A resposta última para a pergunta do Sínodo tem de ser sempre aproximar as pessoas de Cristo e da Sua Igreja. Para isso mesmo, Cristo deu-nos uma Igreja e não um parlamento.
Bernardo Serrão Brochado
[1] Cf. Const. Dogmática Lumen Gentium
[2] CIC, cânon 342
[3] João Paulo II, Exortação Apostólica pós-sinodal Pastoris Gregis
[4] Cf. Constituição Apostólica Episcopalis communio, Art. 18
[5] Cf. Vademecum para o Sínodo sobre a Sinodalidade, 1.3
[6] Documento Preparatório para o Sínodo sobre a Sinodalidade, 2
[7] Cf. Vademecum para o Sínodo sobre a Sinodalidade, 1.3
[8] Ibidem, 2.2
[9] A taxa média de participação de Portugal é estimada em cerca de 1.14%, de acordo com os relatórios diocesanos.

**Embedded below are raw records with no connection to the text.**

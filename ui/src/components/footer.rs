//! Page footer

use chrono::Datelike;
use leptos::prelude::*;

#[component]
pub fn Footer() -> impl IntoView {
    let year = chrono::Local::now().year();

    view! {
        <footer class="bg-green-900 text-green-100 mt-16">
            <div class="max-w-7xl mx-auto px-4 py-10 flex flex-col md:flex-row justify-between gap-6">
                <div>
                    <h3 class="text-xl font-bold text-white">"AgroVision AI 🌱"</h3>
                    <p class="text-sm mt-2 max-w-sm">
                        "Empowering farmers with cutting-edge AI technology for a sustainable future."
                    </p>
                </div>
                <div class="flex gap-6 text-sm">
                    <a href="#" class="hover:text-white">"Privacy Policy"</a>
                    <a href="#" class="hover:text-white">"Terms of Service"</a>
                    <a href="#" class="hover:text-white">"Contact Support"</a>
                </div>
            </div>
            <div class="border-t border-green-800 py-4 text-center text-xs">
                {format!("© {} AgroVision AI. All rights reserved.", year)}
            </div>
        </footer>
    }
}
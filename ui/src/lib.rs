//! AgroVision web app
//!
//! Browser front end for the AgroVision backend. View state comes from
//! `agrovision-core`; this crate renders it and performs the HTTP calls.

pub mod api;
pub mod components;
pub mod pages;
pub mod state;

use leptos::prelude::*;
use leptos_meta::{provide_meta_context, Title};
use leptos_router::{
    components::{Route, Router, Routes},
    path,
};

use components::{Footer, Navbar};
use pages::{chatbot::ChatbotPage, crop::CropPage, diseases::DiseasesPage, landing::LandingPage};
use state::AppState;

/// Main application component
#[component]
pub fn App() -> impl IntoView {
    provide_meta_context();
    provide_context(AppState::new());

    view! {
        <Title text="AgroVision AI" />
        <Router>
            <div class="min-h-screen flex flex-col bg-green-50 text-gray-800">
                <Navbar />
                <main class="flex-1">
                    <Routes fallback=|| view! { <NotFound /> }>
                        <Route path=path!("/") view=LandingPage />
                        <Route path=path!("/crop") view=CropPage />
                        <Route path=path!("/diseases") view=DiseasesPage />
                        <Route path=path!("/chatbot") view=ChatbotPage />
                    </Routes>
                </main>
                <Footer />
            </div>
        </Router>
    }
}

/// 404 Not Found page
#[component]
fn NotFound() -> impl IntoView {
    view! {
        <div class="py-32 flex items-center justify-center">
            <div class="text-center">
                <h1 class="text-6xl font-bold text-green-700/40 mb-4">"404"</h1>
                <p class="text-xl text-gray-500 mb-8">"Page not found"</p>
                <a
                    href="/"
                    class="px-6 py-3 bg-green-700 hover:bg-green-800 text-white rounded-full font-medium transition-colors"
                >
                    "Go Home"
                </a>
            </div>
        </div>
    }
}
//! Categorical crop form options.
//!
//! Each field of the crop recommendation form is a small closed set of labels.
//! Labels are what the backend expects on the wire, so every option serializes
//! to (and parses from) its label. Parsing is lenient: surrounding whitespace
//! and letter case are ignored.

use crate::error::{Error, Result};
use serde::{Deserialize, Deserializer, Serialize, Serializer};
use std::fmt;
use std::str::FromStr;

fn match_label<T: Copy>(input: &str, options: &[T], label: impl Fn(T) -> &'static str) -> Option<T> {
    let needle = input.trim().to_lowercase();
    options.iter().copied().find(|o| label(*o).to_lowercase() == needle)
}

macro_rules! form_option {
    (
        $(#[$meta:meta])*
        $name:ident, $field:literal, default = $default:ident {
            $($variant:ident => $label:literal),+ $(,)?
        }
    ) => {
        $(#[$meta])*
        #[derive(Debug, Clone, Copy, PartialEq, Eq, Hash)]
        pub enum $name {
            $(
                #[doc = $label]
                $variant,
            )+
        }

        impl $name {
            /// Every option, in display order.
            pub const ALL: &'static [$name] = &[$($name::$variant),+];

            /// Form label of this field.
            pub const FIELD: &'static str = $field;

            /// Wire/display label of this option.
            pub fn label(self) -> &'static str {
                match self {
                    $($name::$variant => $label),+
                }
            }

            /// Labels of every option, in display order.
            pub fn labels() -> Vec<&'static str> {
                Self::ALL.iter().map(|o| o.label()).collect()
            }
        }

        impl Default for $name {
            fn default() -> Self {
                $name::$default
            }
        }

        impl fmt::Display for $name {
            fn fmt(&self, f: &mut fmt::Formatter<'_>) -> fmt::Result {
                f.write_str(self.label())
            }
        }

        impl FromStr for $name {
            type Err = Error;

            fn from_str(s: &str) -> Result<Self> {
                match_label(s, Self::ALL, $name::label).ok_or_else(|| Error::InvalidOption {
                    field: $field,
                    value: s.to_string(),
                    allowed: Self::labels().join(", "),
                })
            }
        }

        impl Serialize for $name {
            fn serialize<S: Serializer>(&self, serializer: S) -> std::result::Result<S::Ok, S::Error> {
                serializer.serialize_str(self.label())
            }
        }

        impl<'de> Deserialize<'de> for $name {
            fn deserialize<D: Deserializer<'de>>(deserializer: D) -> std::result::Result<Self, D::Error> {
                let raw = String::deserialize(deserializer)?;
                raw.parse().map_err(serde::de::Error::custom)
            }
        }
    };
}

form_option! {
    /// Soil type.
    SoilType, "Soil Type", default = Loamy {
        Sandy => "Sandy",
        Loamy => "Loamy",
        Clay => "Clay",
        Black => "Black",
        Red => "Red",
    }
}

form_option! {
    /// Growing season.
    Season, "Season", default = Monsoon {
        Winter => "Winter",
        Summer => "Summer",
        Monsoon => "Monsoon",
    }
}

form_option! {
    /// Expected rainfall.
    RainfallLevel, "Rainfall Level", default = Medium {
        Low => "Low",
        Medium => "Medium",
        High => "High",
    }
}

form_option! {
    /// Prevailing weather.
    Weather, "Weather", default = Warm {
        CoolAndDry => "Cool & Dry",
        Warm => "Warm",
        HotAndHumid => "Hot & Humid",
        Sunny => "Sunny",
    }
}

form_option! {
    /// Soil pH band.
    PhRange, "pH Range", default = Neutral {
        Acidic => "Acidic",
        Neutral => "Neutral",
        Alkaline => "Alkaline",
    }
}

/// The crop recommendation form.
///
/// Always fully populated; serializes to the `/api/predict-crop` request body.
#[derive(Debug, Clone, Copy, Default, PartialEq, Eq, Serialize, Deserialize)]
pub struct CropFormState {
    /// Soil type.
    pub soil_type: SoilType,
    /// Growing season.
    pub season: Season,
    /// Expected rainfall.
    pub rainfall_level: RainfallLevel,
    /// Prevailing weather.
    pub weather: Weather,
    /// Soil pH band.
    pub ph_range: PhRange,
}
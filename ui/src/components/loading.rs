//! Loading indicators

use leptos::prelude::*;

/// Animated loading dots
#[component]
pub fn LoadingDots() -> impl IntoView {
    view! {
        <div class="flex items-center gap-1">
            <span class="w-2 h-2 bg-green-500 rounded-full animate-bounce"></span>
            <span class="w-2 h-2 bg-green-500 rounded-full animate-bounce [animation-delay:150ms]"></span>
            <span class="w-2 h-2 bg-green-500 rounded-full animate-bounce [animation-delay:300ms]"></span>
        </div>
    }
}

/// Spinner shown inside busy buttons
#[component]
pub fn LoadingSpinner(
    #[prop(default = "w-5 h-5")] size: &'static str,
) -> impl IntoView {
    view! {
        <svg
            class=format!("{} animate-spin", size)
            xmlns="http://www.w3.org/2000/svg"
            fill="none"
            viewBox="0 0 24 24"
        >
            <circle class="opacity-25" cx="12" cy="12" r="10" stroke="currentColor" stroke-width="4"></circle>
            <path
                class="opacity-75"
                fill="currentColor"
                d="M4 12a8 8 0 018-8V0C5.373 0 0 5.373 0 12h4z"
            ></path>
        </svg>
    }
}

O valor está em linha com o verificado em países como os EUA, França, Luxemburgo, Bélgica, Reino Unido, Irlanda e Bélgica, conforme os dados compilados aqui
[10] Sobre a temática da ordenação de mulheres e de homens casados recorde-se o caso do Sínodo da Amazónia em que o Papa rejeitou a pretensão de certos grupos de pressão progressistas que desejavam abrir brechas no ensino tradicional sobre o sacerdócio; Sobre a questão das bênçãos a “casamentos” entre pessoas do mesmo sexo, recorde-se o responsum da CDF; Sobre a questões como o aborto, eutanásia e agendas LGBT, o Papa tem sido reiteradamente claro na sua rejeição, não só em documentos oficiais como em entrevistas, etc.